━━ GIVEN DATA

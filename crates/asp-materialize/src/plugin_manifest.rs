//! Deterministic plugin-identity derivation and the `plugin.json`
//! (or equivalent) document built from a resolved manifest.

use serde::{Deserialize, Serialize};

use asp_types::SpaceManifest;

#[derive(Debug, Clone, Serialize, Deserialize)]
pub struct PluginManifest {
    pub name: String,
    pub version: String,
    #[serde(default, skip_serializing_if = "Option::is_none")]
    pub description: Option<String>,
    #[serde(default, skip_serializing_if = "Option::is_none")]
    pub author: Option<String>,
    #[serde(default, skip_serializing_if = "Option::is_none")]
    pub homepage: Option<String>,
    #[serde(default, skip_serializing_if = "Option::is_none")]
    pub repository: Option<String>,
    #[serde(default, skip_serializing_if = "Option::is_none")]
    pub license: Option<String>,
    #[serde(default, skip_serializing_if = "Vec::is_empty")]
    pub keywords: Vec<String>,
}

/// `name = plugin.name ?? id`, `version = plugin.version ?? manifest.version`;
/// every other field copies through verbatim.
pub fn build_plugin_manifest(manifest: &SpaceManifest) -> PluginManifest {
    PluginManifest {
        name: manifest.plugin_name(),
        version: manifest.plugin_version(),
        description: manifest.plugin.description.clone().or_else(|| manifest.description.clone()),
        author: manifest.plugin.author.clone(),
        homepage: manifest.plugin.homepage.clone(),
        repository: manifest.plugin.repository.clone(),
        license: manifest.plugin.license.clone(),
        keywords: manifest.plugin.keywords.clone(),
    }
}

#[cfg(test)]
mod tests {
    use super::*;
    use asp_types::SpaceId;
    use std::collections::BTreeMap;

    #[test]
    fn falls_back_to_id_and_manifest_version_and_description() {
        let manifest = SpaceManifest {
            schema: 1,
            id: SpaceId::parse("base").unwrap(),
            version: "2.0.0".to_string(),
            description: Some("base space".to_string()),
            plugin: Default::default(),
            deps: Default::default(),
            settings: Default::default(),
            harness: Default::default(),
            harness_sections: BTreeMap::new(),
        };
        let plugin = build_plugin_manifest(&manifest);
        assert_eq!(plugin.name, "base");
        assert_eq!(plugin.version, "2.0.0");
        assert_eq!(plugin.description.as_deref(), Some("base space"));
    }
}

━━━━

# WORK REQUIRED:
Look through the data above for the string "BTreeMap" and copy every line where it appears.

# YOUR RESPONSE:
    use std::collections::BTreeMap;
            harness_sections: BTreeMap::new(),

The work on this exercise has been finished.